This is one of those ships where a side image does little justice, what with the warp engines blocking interesting parts of the main hull, and with the primary hull having an apparent major central structure that may be functionally different from the side structures.

Also, there are those two big square openings on the lower part of the aft slope of the main hull, below the wide rolling door... Possible secondary shuttlebays or holds beneath the ginormous main one?

Timo Saloniemi
 
I'm sure I could do a better job if I had a model to hold in my hands and examine from every angle.

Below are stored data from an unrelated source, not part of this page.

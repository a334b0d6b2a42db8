//! Single-choice select over an [`OptionNode`] tree.
//!
//! Flat lists (accounts, payees, books) are passed in as leaves. The options
//! are fetched lazily, so the current value is passed with its label and
//! rendered even when it isn't among the loaded options yet.

use shared::OptionNode;
use web_sys::HtmlSelectElement;
use yew::prelude::*;

const INDENT: &str = "\u{00a0}\u{00a0}\u{00a0}";

/// Leaf options from a flat list
pub fn leaves<T>(items: &[T], describe: impl Fn(&T) -> (i64, String, bool)) -> Vec<OptionNode> {
    items
        .iter()
        .map(|item| {
            let (id, label, selectable) = describe(item);
            OptionNode::Leaf { id, label, selectable }
        })
        .collect()
}

#[derive(Properties, PartialEq)]
pub struct TreeSelectProps {
    pub id: AttrValue,
    pub nodes: Vec<OptionNode>,
    /// Current value and its label
    #[prop_or_default]
    pub selected: Option<(i64, String)>,
    #[prop_or_default]
    pub loading: bool,
    #[prop_or_default]
    pub disabled: bool,
    #[prop_or_default]
    pub required: bool,
    #[prop_or(AttrValue::from("Select..."))]
    pub placeholder: AttrValue,
    pub on_focus: Callback<()>,
    pub on_change: Callback<Option<(i64, String)>>,
}

#[function_component(TreeSelect)]
pub fn tree_select(props: &TreeSelectProps) -> Html {
    let selected_id = props.selected.as_ref().map(|(id, _)| *id);
    let flat = OptionNode::flatten(&props.nodes);
    let selected_missing = selected_id.is_some_and(|id| OptionNode::find(&props.nodes, id).is_none());

    let onfocus = {
        let on_focus = props.on_focus.clone();
        Callback::from(move |_: FocusEvent| on_focus.emit(()))
    };

    let onchange = {
        let on_change = props.on_change.clone();
        let nodes = props.nodes.clone();
        let selected = props.selected.clone();
        Callback::from(move |e: Event| {
            let value = e.target_unchecked_into::<HtmlSelectElement>().value();
            let Ok(id) = value.parse::<i64>() else {
                on_change.emit(None);
                return;
            };
            let label = OptionNode::find(&nodes, id)
                .map(|node| node.label().to_string())
                .or_else(|| selected.as_ref().filter(|(sid, _)| *sid == id).map(|(_, l)| l.clone()))
                .unwrap_or_default();
            on_change.emit(Some((id, label)));
        })
    };

    html! {
        <select
            id={props.id.clone()}
            class={classes!("tree-select", props.loading.then_some("loading"))}
            disabled={props.disabled}
            required={props.required}
            {onfocus}
            {onchange}
        >
            <option value="" selected={selected_id.is_none()}>
                { if props.loading { "Loading..." } else { props.placeholder.as_str() } }
            </option>
            { if selected_missing {
                let (id, label) = props.selected.clone().unwrap_or_default();
                html! { <option value={id.to_string()} selected=true>{label}</option> }
            } else { html! {} }}
            { for flat.into_iter().map(|(depth, node)| html! {
                <option
                    value={node.id().to_string()}
                    disabled={!node.selectable()}
                    selected={Some(node.id()) == selected_id}
                >
                    {format!("{}{}", INDENT.repeat(depth), node.label())}
                </option>
            })}
        </select>
    }
}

I'll add the engineering computer core next to the warp core. Now, I suppose I should move the antimatter storage aft a bit and put a forward torp launcher below the main deflector.

Most of the cutaways I've seen didn't even show the forward shuttlebay. But I noticed those big doors there. I'm sure I've got the impluse engine properly positioned, but I'm not sure about the aft shuttlebay.

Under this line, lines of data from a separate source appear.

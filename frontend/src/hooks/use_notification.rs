use gloo::timers::future::TimeoutFuture;
use wasm_bindgen_futures::spawn_local;
use yew::prelude::*;

#[derive(Debug, Clone, Copy, PartialEq, Eq)]
pub enum NoticeKind {
    Success,
    Error,
}

/// A transient message shown at the top of the page
#[derive(Debug, Clone, PartialEq, Eq)]
pub struct Notice {
    pub kind: NoticeKind,
    pub text: String,
}

impl Notice {
    pub fn success(text: impl Into<String>) -> Self {
        Self {
            kind: NoticeKind::Success,
            text: text.into(),
        }
    }

    pub fn error(text: impl Into<String>) -> Self {
        Self {
            kind: NoticeKind::Error,
            text: text.into(),
        }
    }

    pub fn css_class(&self) -> &'static str {
        match self.kind {
            NoticeKind::Success => "notice success",
            NoticeKind::Error => "notice error",
        }
    }
}

pub struct UseNotificationResult {
    pub current: Option<Notice>,
    pub notify: Callback<Notice>,
    pub dismiss: Callback<()>,
}

#[hook]
pub fn use_notification(duration_ms: u32) -> UseNotificationResult {
    let current = use_state(|| Option::<Notice>::None);
    // Each notice gets a number so an older timer can't clear a newer notice
    let shown = use_mut_ref(|| 0u64);

    let notify = {
        let current = current.clone();
        let shown = shown.clone();

        use_callback(duration_ms, move |notice: Notice, duration_ms| {
            match notice.kind {
                NoticeKind::Success => log::info!("{}", notice.text),
                NoticeKind::Error => log::warn!("{}", notice.text),
            }
            let mine = {
                let mut shown = shown.borrow_mut();
                *shown += 1;
                *shown
            };
            current.set(Some(notice));

            let current = current.clone();
            let shown = shown.clone();
            let duration_ms = *duration_ms;
            spawn_local(async move {
                TimeoutFuture::new(duration_ms).await;
                if *shown.borrow() == mine {
                    current.set(None);
                }
            });
        })
    };

    let dismiss = {
        let current = current.clone();
        use_callback((), move |_: (), _| current.set(None))
    };

    UseNotificationResult {
        current: (*current).clone(),
        notify,
        dismiss,
    }
}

And how do people travel between the engineering hull (pod) and main hull? A water slide?
 
I'm not sure this ship really needs a forward torpedo launcher. Or an aft one, for that matter. Not every ship need be capable of everything, and a Steamrunner has never been shown firing torpedoes. Nor does the model have suitable openings for such.

...You might use the two small square boxes atop the main hull for launchers, though, if you wanted. They could each pack two or four very small launchers, perhaps more for defense than for offense.

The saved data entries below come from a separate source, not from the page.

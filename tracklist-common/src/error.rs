//! Common error types for TrackList

use thiserror::Error;

/// Common result type for TrackList operations
pub type Result<T> = std::result::Result<T, Error>;

/// Common error types across TrackList services
#[derive(Error, Debug)]
pub enum Error {
    /// Database operation error (wraps sqlx::Error)
    #[error("Database error: {0}")]
    Database(#[from] sqlx::Error),

    /// I/O operation error (wraps std::io::Error)
    #[error("IO error: {0}")]
    Io(#[from] std::io::Error),

    /// Configuration loading or validation error
    #[error("Configuration error: {0}")]
    Config(String),

    /// Requested resource not found
    #[error("Not found: {0}")]
    NotFound(String),

    /// Invalid user input or request parameter
    #[error("Invalid input: {0}")]
    InvalidInput(String),

    /// Internal server error
    #[error("Internal error: {0}")]
    Internal(String),
}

Personally, I like to think of this weirdly shaped ship as a special purpose vessel whose design reflects her purpose. Little or no ship-to-ship weaponry? Gigantic aft door plus two smaller ones, and then forward doors as well? Warp engines forming a "bay" aft of the ship, with the actual machinery seemigly added as a dangling afterthought? Not too different from this:

SHIP_LPD-17_San_Antonio_Cutaway_lg.jpg


Timo Saloniemi
 
I was actually thinking the Steamrunner would be a good platform for carrying large numbers of hoppers...do we have a reliable scale for this design? Or is it a little more ambiguous than usual?
 
Various DS9 fleet scenes put it in the same broad brackets as Akira, lengthwise. That is, somewhere around 350-450 meters. I'd rather go for 350ish for Steamrunner and 440 for Akira, by porthole and lifeboat sizes and such, but those details are more ambiguous on the Steamrunner, and certainly there's no absolute scale.

As for the "hopper" thing, that's another pet peeve of mine. Why aren't they called shuttles? Probably because they have a different mission profile and performance. And IMHO "hopping" sounds more limiting than "shuttling". We also hear of the "water hopper" once...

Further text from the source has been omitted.